Our brains are made up of multiple, separate but interconnected mechanisms that guide our behaviour, but we are only aware of an area at the front which is our decision-making factory. Decision making takes up a lot of brain power so many, many tasks get chunked together and stored deeper in the brain. These are our habits, and they are triggered by cues; e.g. while watching TV the adverts come on, you get up and without thinking a sequence of actions that you don’t really think about result in you sitting back down to watch the rest of the programme with a cup of tea in your hand with not much brain power required at all!
So how do we turn an action that requires a lot of brain power into a habit that takes very little? By repeating the task (you can actually see this on an MRI scan of someone learning to do something). By creating a cue: want to remember to exercise? Leave your trainers by the bed to remind you to set the alarm. Want to spend more time with friends? Put times in your diary; tell someone, it helps us stick to what we want to do. It may feel odd, even artificial, but if we keep in mind why we are doing it, it helps us to manage the feelings of being clumsy, and to pick ourselves up when we realise, we’ve forgotten...again. The leap from new behaviour to habit will be challenging, but it is entirely possible; we just need to be deliberate and intentional about it.

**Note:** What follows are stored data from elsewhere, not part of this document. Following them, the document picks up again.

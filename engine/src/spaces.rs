use std::collections::{HashSet, VecDeque};

use rand::Rng;
use serde::Serialize;

use crate::error::{Error, Result};
use crate::layout::{Configuration, NodeSet};
use crate::params::Depth;
use crate::simulation::MpSim;
use crate::spread::{irreversible, spread};

/// Class of transitions available from a configuration: the nodes of
/// `reversible` may flip and flip back, the nodes of `irreversible` all flip
/// together and stay flipped.
#[derive(Debug, Clone, PartialEq, Eq, Hash, Serialize)]
pub struct TransitionSpace {
    pub reversible: NodeSet,
    pub irreversible: NodeSet,
}

/// Transition spaces reachable from `x`, drawing the horizon from `depth`
/// once for the whole search.
pub fn reachable_spaces<R: Rng + ?Sized>(
    sim: &MpSim,
    x: &Configuration,
    depth: &Depth,
    rng: &mut R,
) -> Result<Vec<TransitionSpace>> {
    reachable_spaces_within(sim, x, depth.resolve(rng))
}

/// Breadth-first search over candidate node sets: each irreversible set found
/// spawns one branch per non-empty subset of it assumed already committed.
///
/// A space with 64 irreversible nodes or more would need at least `2^64`
/// branches and is reported as [`Error::TooManyIrreversible`].
pub fn reachable_spaces_within(
    sim: &MpSim,
    x: &Configuration,
    d: usize,
) -> Result<Vec<TransitionSpace>> {
    let n = sim.len();
    let mut spaces = Vec::new();
    let mut known: HashSet<NodeSet> = HashSet::new();
    let mut queue = VecDeque::new();
    known.insert(NodeSet::full(n));
    queue.push_back(NodeSet::full(n));

    while let Some(candidates) = queue.pop_front() {
        let mut reversible = spread(sim, x, &candidates, d);
        if reversible.is_empty() {
            continue;
        }
        let committed = if d > 1 {
            irreversible(sim, x, &reversible)
        } else {
            NodeSet::empty(n)
        };
        reversible.difference_with(&committed);

        let members = committed.to_vec();
        if members.len() >= u64::BITS as usize {
            return Err(Error::TooManyIrreversible(members.len()));
        }
        let subsets = 1u64 << members.len();
        for mask in 1..subsets {
            let mut next = candidates.clone();
            for (bit, &i) in members.iter().enumerate() {
                if mask & (1u64 << bit) != 0 {
                    next.remove(i);
                }
            }
            if known.insert(next.clone()) {
                queue.push_back(next);
            }
        }

        spaces.push(TransitionSpace {
            reversible,
            irreversible: committed,
        });
    }
    Ok(spaces)
}

#[cfg(test)]
mod tests {
    use super::*;
    use crate::network::Network;
    use insta::assert_json_snapshot;
    use proptest::prelude::*;
    use rand::SeedableRng;
    use rand_chacha::ChaCha8Rng;

    fn named(sim: &MpSim, spaces: &[TransitionSpace]) -> Vec<(Vec<String>, Vec<String>)> {
        let names = |s: &NodeSet| -> Vec<String> {
            s.iter().map(|i| sim.network().name(i).to_string()).collect()
        };
        spaces
            .iter()
            .map(|s| (names(&s.reversible), names(&s.irreversible)))
            .collect()
    }

    #[test]
    fn toggle_switch_spaces() {
        let sim = MpSim::new(
            Network::from_rules([("a", "!b"), ("b", "!a"), ("c", "!a & b")]).unwrap(),
        );
        let f = sim.network();
        let zero = f.zero();
        assert_json_snapshot!(named(&sim, &reachable_spaces_within(&sim, &zero, 3).unwrap()), @r###"
        [
          [
            [
              "a",
              "b",
              "c"
            ],
            []
          ]
        ]
        "###);
        assert_json_snapshot!(named(&sim, &reachable_spaces_within(&sim, &zero, 1).unwrap()), @r###"
        [
          [
            [
              "a",
              "b"
            ],
            []
          ]
        ]
        "###);
        let x = f.configuration(&["b"]).unwrap();
        assert_json_snapshot!(named(&sim, &reachable_spaces_within(&sim, &x, 3).unwrap()), @r###"
        [
          [
            [],
            [
              "c"
            ]
          ]
        ]
        "###);
        let fixed = f.configuration(&["b", "c"]).unwrap();
        assert!(reachable_spaces_within(&sim, &fixed, 3).unwrap().is_empty());
    }

    #[test]
    fn committed_subsets_open_new_branches() {
        let sim = MpSim::new(Network::from_rules([("a", "0"), ("b", "!b")]).unwrap());
        let x = sim.network().configuration(&["a"]).unwrap();
        let spaces = reachable_spaces_within(&sim, &x, 2).unwrap();
        assert_eq!(
            spaces,
            vec![
                TransitionSpace {
                    reversible: NodeSet::from_indices(2, [1]),
                    irreversible: NodeSet::from_indices(2, [0]),
                },
                TransitionSpace {
                    reversible: NodeSet::from_indices(2, [1]),
                    irreversible: NodeSet::empty(2),
                },
            ]
        );
    }

    #[test]
    fn sampled_depth_is_drawn_once() {
        let sim = MpSim::new(
            Network::from_rules([("a", "!b"), ("b", "!a"), ("c", "!a & b")]).unwrap(),
        );
        let mut rng = ChaCha8Rng::seed_from_u64(3);
        let spaces = reachable_spaces(&sim, &sim.network().zero(), &Depth::Fixed(1), &mut rng).unwrap();
        assert_eq!(spaces.len(), 1);
        assert_eq!(spaces[0].reversible.to_vec(), vec![0, 1]);
    }

    #[test]
    fn oversized_commitments_are_rejected() {
        let sim = MpSim::new(Network::from_rules((0..64).map(|i| (format!("n{i}"), "1"))).unwrap());
        assert_eq!(
            reachable_spaces_within(&sim, &sim.network().zero(), 2),
            Err(Error::TooManyIrreversible(64))
        );
    }

    proptest! {
        #[test]
        fn spaces_are_disjoint_and_stable(bits in prop::collection::vec(any::<bool>(), 6),
                                          d in 1usize..7) {
            let sim = MpSim::new(
                Network::from_rules([
                    ("a", "!f"),
                    ("b", "a"),
                    ("c", "b & !e"),
                    ("d", "c | a"),
                    ("e", "d"),
                    ("f", "e & b"),
                ])
                .unwrap(),
            );
            let x = Configuration::from_bools(bits);
            let first = reachable_spaces_within(&sim, &x, d).unwrap();
            for space in &first {
                prop_assert!(space.reversible.is_disjoint(&space.irreversible));
                prop_assert!(!(space.reversible.is_empty() && space.irreversible.is_empty()));
                if d == 1 {
                    prop_assert!(space.irreversible.is_empty());
                }
            }
            prop_assert_eq!(&first, &reachable_spaces_within(&sim, &x, d).unwrap());
        }
    }
}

Christians recall that at the last supper, Jesus took bread and wine, and told them to “Do this in remembrance of me”. Remembrance is not just about remembering, it’s a making present again in this moment, the saving work that Jesus made present for us then. From this year which we will gladly leave behind, let us decide how we will build something of lasting benefit, a worthy memorial that will transcend the tragedy. What will we do to make present again the clarity of what we have learnt; what are we going to begin to change so that we can make a positive difference in our lives and communities.